Wednesday, February 10, 2010

Dan Loves His Family (The Unexpected)

Upcoming Comedy
Wednesday, February 10 - The Laugh Shop, Edmonton
Saturday, February 13 - Get Yo' Heart On Comedy Night at The Common - Edmonton
Monday, February 22 - The Comic Strip - Edmonton

Upcoming Wrestling
Saturday, March 13 - OSCW The Union
Saturday, March 20 - OSCW One Year Anniversary


My family bought me a laptop!!!

I am flabbergasted.

My sister stopped by yesterday while I was getting ready for a date(*) and dropped it off. I didn't ask for it. I'm not sure I NEED it--though I can see it coming in damn handy now that I have it.

I think it was the gesture, more than anything.

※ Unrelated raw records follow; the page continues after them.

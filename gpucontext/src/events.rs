pub mod gesture;
pub mod key;
pub mod pointer;
pub mod scroll;
pub mod touch;

pub use gesture::{GestureEvent, GestureEventSource, NullGestureEventSource, PinchType, Point};
pub use key::{Key, Modifiers, MouseButton};
pub use pointer::{
    Button, Buttons, NullPointerEventSource, PointerEvent, PointerEventSource, PointerEventType,
    PointerType,
};
pub use scroll::{NullScrollEventSource, ScrollDeltaMode, ScrollEvent, ScrollEventSource};
pub use touch::{NullTouchEventSource, TouchEvent, TouchEventSource, TouchId, TouchPhase, TouchPoint};

/// Input events delivered by the host window system to a UI layer.
///
/// Callbacks are invoked on the main thread during the event loop and should return quickly.
/// Richer event streams are optional; hosts expose them through the `as_*_source` accessors.
pub trait EventSource {
    // --- keyboard ---

    fn on_key_press(&self, callback: Box<dyn Fn(Key, Modifiers) + Send + Sync>);

    fn on_key_release(&self, callback: Box<dyn Fn(Key, Modifiers) + Send + Sync>);

    /// Text after keyboard layout and input method processing.
    /// Prefer this over key presses for text entry.
    fn on_text_input(&self, callback: Box<dyn Fn(&str) + Send + Sync>);

    // --- mouse ---

    fn on_mouse_move(&self, callback: Box<dyn Fn(f64, f64) + Send + Sync>);

    fn on_mouse_press(&self, callback: Box<dyn Fn(MouseButton, f64, f64) + Send + Sync>);

    fn on_mouse_release(&self, callback: Box<dyn Fn(MouseButton, f64, f64) + Send + Sync>);

    /// `dx` / `dy` are scroll deltas, positive right / down.
    fn on_scroll(&self, callback: Box<dyn Fn(f64, f64) + Send + Sync>);

    // --- window ---

    fn on_resize(&self, callback: Box<dyn Fn(u32, u32) + Send + Sync>);

    fn on_focus(&self, callback: Box<dyn Fn(bool) + Send + Sync>);

    // --- IME ---

    fn on_ime_composition_start(&self, callback: Box<dyn Fn() + Send + Sync>);

    fn on_ime_composition_update(&self, callback: Box<dyn Fn(&ImeState) + Send + Sync>);

    /// `committed` is the final text to insert.
    fn on_ime_composition_end(&self, callback: Box<dyn Fn(&str) + Send + Sync>);

    // --- optional capabilities ---

    fn as_pointer_source(&self) -> Option<&dyn PointerEventSource> {
        None
    }

    fn as_scroll_source(&self) -> Option<&dyn ScrollEventSource> {
        None
    }

    fn as_touch_source(&self) -> Option<&dyn TouchEventSource> {
        None
    }

    fn as_gesture_source(&self) -> Option<&dyn GestureEventSource> {
        None
    }
}

/// Input method editor state during composition (CJK and similar input).
#[derive(Debug, Clone, PartialEq, Eq, Default)]
pub struct ImeState {
    pub composing: bool,
    /// Preview text shown inline at the cursor.
    pub composition_text: String,
    /// Cursor position within `composition_text`.
    pub cursor_pos: usize,
    pub selection_start: usize,
    pub selection_end: usize,
}

impl ImeState {
    pub fn selection(&self) -> std::ops::Range<usize> {
        self.selection_start..self.selection_end
    }
}

/// Lets widgets steer the platform IME.
pub trait ImeController {
    /// Where to show the candidate window, in window pixels.
    fn set_ime_position(&self, x: i32, y: i32);

    /// Disable for password fields and other non-text inputs.
    fn set_ime_enabled(&self, enabled: bool);
}

/// Ignores every registration.
#[derive(Debug, Clone, Copy, Default)]
pub struct NullEventSource;

impl EventSource for NullEventSource {
    fn on_key_press(&self, _callback: Box<dyn Fn(Key, Modifiers) + Send + Sync>) {}

    fn on_key_release(&self, _callback: Box<dyn Fn(Key, Modifiers) + Send + Sync>) {}

    fn on_text_input(&self, _callback: Box<dyn Fn(&str) + Send + Sync>) {}

    fn on_mouse_move(&self, _callback: Box<dyn Fn(f64, f64) + Send + Sync>) {}

    fn on_mouse_press(&self, _callback: Box<dyn Fn(MouseButton, f64, f64) + Send + Sync>) {}

    fn on_mouse_release(&self, _callback: Box<dyn Fn(MouseButton, f64, f64) + Send + Sync>) {}

    fn on_scroll(&self, _callback: Box<dyn Fn(f64, f64) + Send + Sync>) {}

    fn on_resize(&self, _callback: Box<dyn Fn(u32, u32) + Send + Sync>) {}

    fn on_focus(&self, _callback: Box<dyn Fn(bool) + Send + Sync>) {}

    fn on_ime_composition_start(&self, _callback: Box<dyn Fn() + Send + Sync>) {}

    fn on_ime_composition_update(&self, _callback: Box<dyn Fn(&ImeState) + Send + Sync>) {}

    fn on_ime_composition_end(&self, _callback: Box<dyn Fn(&str) + Send + Sync>) {}
}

I have a good family. They always come through when expected. But an unexpected kindness at an unexpected time...that means a lot.

I've noticed a lot of that lately. Over the last little while, I've received a lot of unexpected kindness in surprising ways from surprising (and not-so-surprising)sources.

What gives it more meaning is that those acts of kindness have come now, at a point where I'm feeling I don't have much to give anybody in return.

It's tough, leaning on people. It's easy to feel embarassed or weak or even resentful. But as I touched on in this article, I think there is something to learning to receive without being expected to pay it back, 'deserve it' or 'earn' it somehow.

It's strange but learning how to receive is helping me understand more what it means to give.

I'm looking forward to putting it into practice.

"O Master,
grant that I may not so much seek to be consoled as to console;
to be understood, as to understand;
to be loved, as to love;
for it is in giving that we receive,
it is in pardoning that we are pardoned,
and it is in dying that we are born to Eternal Life"

-Prayer of St. Francis of Assisi

(*) I mention this because it is likely going to be my last date for a while. I still love the "meeting new people" aspect, but despite my efforts to mix it up in terms of personalities and process, I feel like I'm piloting through the first three levels of a video game over and over. There's only so many different things that can happen and once you've experienced them all to the point they become predictable, it's hard to stay passionate about playing.